From March 2017 to June 2019, cirrhotic patients with acute variceal bleeding were retrospectively enrolled at the Second Affiliated Hospital of Xi’an Jiaotong University. The clinical Rockall score (CRS), AIMS65 score (AIMS65), Glasgow-Blatchford score (GBS), modified GBS (mGBS), Canada-United Kingdom-Australia score (CANUKA), Child-Turcotte-Pugh score (CTP), model for end-stage liver disease (MELD) and MELD-Na were calculated. The overall performance of these prognostic scoring systems was evaluated.
A total of 330 cirrhotic patients with variceal bleeding were enrolled; the rates of in-hospital rebleeding and mortality were 20.3% and 10.6%, respectively. For in-hospital rebleeding, the discriminative ability of the CTP and CRS were clinically acceptable, with area under the receiver operating characteristic curves (AUROCs) of 0.717 (0.648-0.787) and 0.716 (0.638-0.793), respectively. The other tested scoring systems had poor discriminative ability (AUROCs < 0.7).
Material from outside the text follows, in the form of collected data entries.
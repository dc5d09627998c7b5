//! Configuration management for the bridge

pub mod file;

use std::time::Duration;

use crate::{Error, Result};

/// Default HTTP port
pub const DEFAULT_PORT: u16 = 3000;

/// Default path of the send/verify webhook route
pub const DEFAULT_WEBHOOK_PATH: &str = "/webhook";

/// Routes served alongside the webhook path
const RESERVED_PATHS: [&str; 2] = ["/qr", "/health"];

/// Default verification token
pub const DEFAULT_VERIFY_TOKEN: &str = "your-verify-token";

/// Default session sidecar URL
pub const DEFAULT_SESSION_API_URL: &str = "http://localhost:8085";

/// Upper bound on a single webhook POST
pub const FORWARD_TIMEOUT: Duration = Duration::from_secs(5);

/// Bridge configuration
#[derive(Debug, Clone)]
pub struct Config {
    /// HTTP server configuration
    pub server: ServerConfig,

    /// Webhook forwarding configuration
    pub forward: ForwardConfig,

    /// Session sidecar configuration
    pub session: SessionConfig,

    /// Log level filter used when no `-v` flag is given
    pub log_level: String,
}

/// HTTP server configuration
#[derive(Clone)]
pub struct ServerConfig {
    /// Port to listen on
    pub port: u16,

    /// Path of the send/verify webhook route
    pub webhook_path: String,

    /// Token expected by `GET <webhook_path>`
    pub verify_token: String,
}

impl std::fmt::Debug for ServerConfig {
    fn fmt(&self, f: &mut std::fmt::Formatter<'_>) -> std::fmt::Result {
        f.debug_struct("ServerConfig")
            .field("port", &self.port)
            .field("webhook_path", &self.webhook_path)
            .field("verify_token", &"[redacted]")
            .finish()
    }
}

/// Webhook forwarding configuration
#[derive(Debug, Clone)]
pub struct ForwardConfig {
    /// External URL; `None` disables forwarding
    pub url: Option<String>,

    /// Bound on each POST
    pub timeout: Duration,

    /// Forward `message:sent` notifications after single sends
    pub sent_events: bool,
}

/// Session sidecar configuration
#[derive(Debug, Clone)]
pub struct SessionConfig {
    /// Base URL of the sidecar REST API
    pub api_url: String,

    /// How often the sidecar is polled for events
    pub poll_interval: Duration,
}

impl Default for Config {
    fn default() -> Self {
        Self {
            server: ServerConfig {
                port: DEFAULT_PORT,
                webhook_path: DEFAULT_WEBHOOK_PATH.to_string(),
                verify_token: DEFAULT_VERIFY_TOKEN.to_string(),
            },
            forward: ForwardConfig {
                url: None,
                timeout: FORWARD_TIMEOUT,
                sent_events: false,
            },
            session: SessionConfig {
                api_url: DEFAULT_SESSION_API_URL.to_string(),
                poll_interval: Duration::from_millis(1000),
            },
            log_level: "info".to_string(),
        }
    }
}

impl Config {
    /// Load configuration from the environment and the optional TOML file
    ///
    /// # Errors
    ///
    /// Returns error if a value is present but invalid
    pub fn load() -> Result<Self> {
        let fc = file::load_config_file();
        Self::from_sources(fc, |key| std::env::var(key).ok())
    }

    /// Merge configuration sources: env > toml > default
    ///
    /// # Errors
    ///
    /// Returns error if a value is present but invalid
    pub fn from_sources(
        fc: file::BridgeConfigFile,
        env: impl Fn(&str) -> Option<String>,
    ) -> Result<Self> {
        let defaults = Self::default();

        let port = match env("WEBHOOK_PORT") {
            Some(raw) => raw
                .parse()
                .map_err(|_| Error::Config(format!("invalid WEBHOOK_PORT: {raw}")))?,
            None => fc.server.port.unwrap_or(defaults.server.port),
        };

        let webhook_path = env("WEBHOOK_PATH")
            .or(fc.server.webhook_path)
            .unwrap_or(defaults.server.webhook_path);
        if !webhook_path.starts_with('/') {
            return Err(Error::Config(format!(
                "webhook path must start with '/': {webhook_path}"
            )));
        }
        if RESERVED_PATHS.contains(&webhook_path.as_str()) {
            return Err(Error::Config(format!(
                "webhook path collides with a built-in route: {webhook_path}"
            )));
        }

        let verify_token = env("VERIFY_TOKEN")
            .or(fc.server.verify_token)
            .unwrap_or(defaults.server.verify_token);

        // Empty string means "not configured"
        let forward_url = env("FORWARD_WEBHOOK_URL")
            .or(fc.forward.url)
            .filter(|u| !u.trim().is_empty());
        if let Some(url) = &forward_url {
            url::Url::parse(url)
                .map_err(|e| Error::Config(format!("invalid FORWARD_WEBHOOK_URL {url}: {e}")))?;
        }

        let sent_events = env("FORWARD_SENT_EVENTS")
            .map(|v| v == "1" || v.eq_ignore_ascii_case("true"))
            .or(fc.forward.sent_events)
            .unwrap_or(false);

        let api_url = env("SESSION_API_URL")
            .or(fc.session.api_url)
            .unwrap_or(defaults.session.api_url);

        let poll_interval = match env("SESSION_POLL_INTERVAL_MS") {
            Some(raw) => Some(raw.parse::<u64>().map_err(|_| {
                Error::Config(format!("invalid SESSION_POLL_INTERVAL_MS: {raw}"))
            })?),
            None => fc.session.poll_interval_ms,
        };
        if poll_interval == Some(0) {
            return Err(Error::Config("session poll interval must be positive".to_string()));
        }
        let poll_interval = poll_interval.map_or(defaults.session.poll_interval, Duration::from_millis);

        let log_level = env("LOG_LEVEL")
            .or(fc.logging.level)
            .unwrap_or(defaults.log_level);

        Ok(Self {
            server: ServerConfig {
                port,
                webhook_path,
                verify_token,
            },
            forward: ForwardConfig {
                url: forward_url,
                timeout: FORWARD_TIMEOUT,
                sent_events,
            },
            session: SessionConfig {
                api_url: api_url.trim_end_matches('/').to_string(),
                poll_interval,
            },
            log_level,
        })
    }
}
For in-hospital mortality, the CRS, CTP, AIMS65, MELD-Na and MELD showed excellent discriminative ability (AUROCs > 0.8). The AUROCs of the mGBS, CANUKA and GBS were relatively small, but clinically acceptable (AUROCs > 0.7). Furthermore, the calibration of all scoring systems was good for either in-hospital rebleeding or death.
For cirrhotic patients with variceal bleeding, in-hospital rebleeding and mortality rates remain high. The CTP and CRS can be used clinically to predict in-hospital rebleeding. The performances of the CRS, CTP, AIMS65, MELD-Na and MELD are excellent at predicting in-hospital mortality.
Core tip: Acute variceal bleeding is one of the most serious complications of cirrhotic patients with a high risk of in-hospital rebleeding and mortality. This study validated and compared the overall performance of eight prognostic scores for predicting in-hospital adverse outcomes in cirrhotic patients with variceal bleeding. We screened out some useful prognostic scores for predicting in-hospital adverse outcomes, especially for predicting in-hospital mortality. These prognostic scores can be easily used for early identification of high-risk patients. For high-risk patients, a transfer to a better hospital, close monitoring and aggressive treatments can help to reduce the risk of in-hospital adverse outcomes.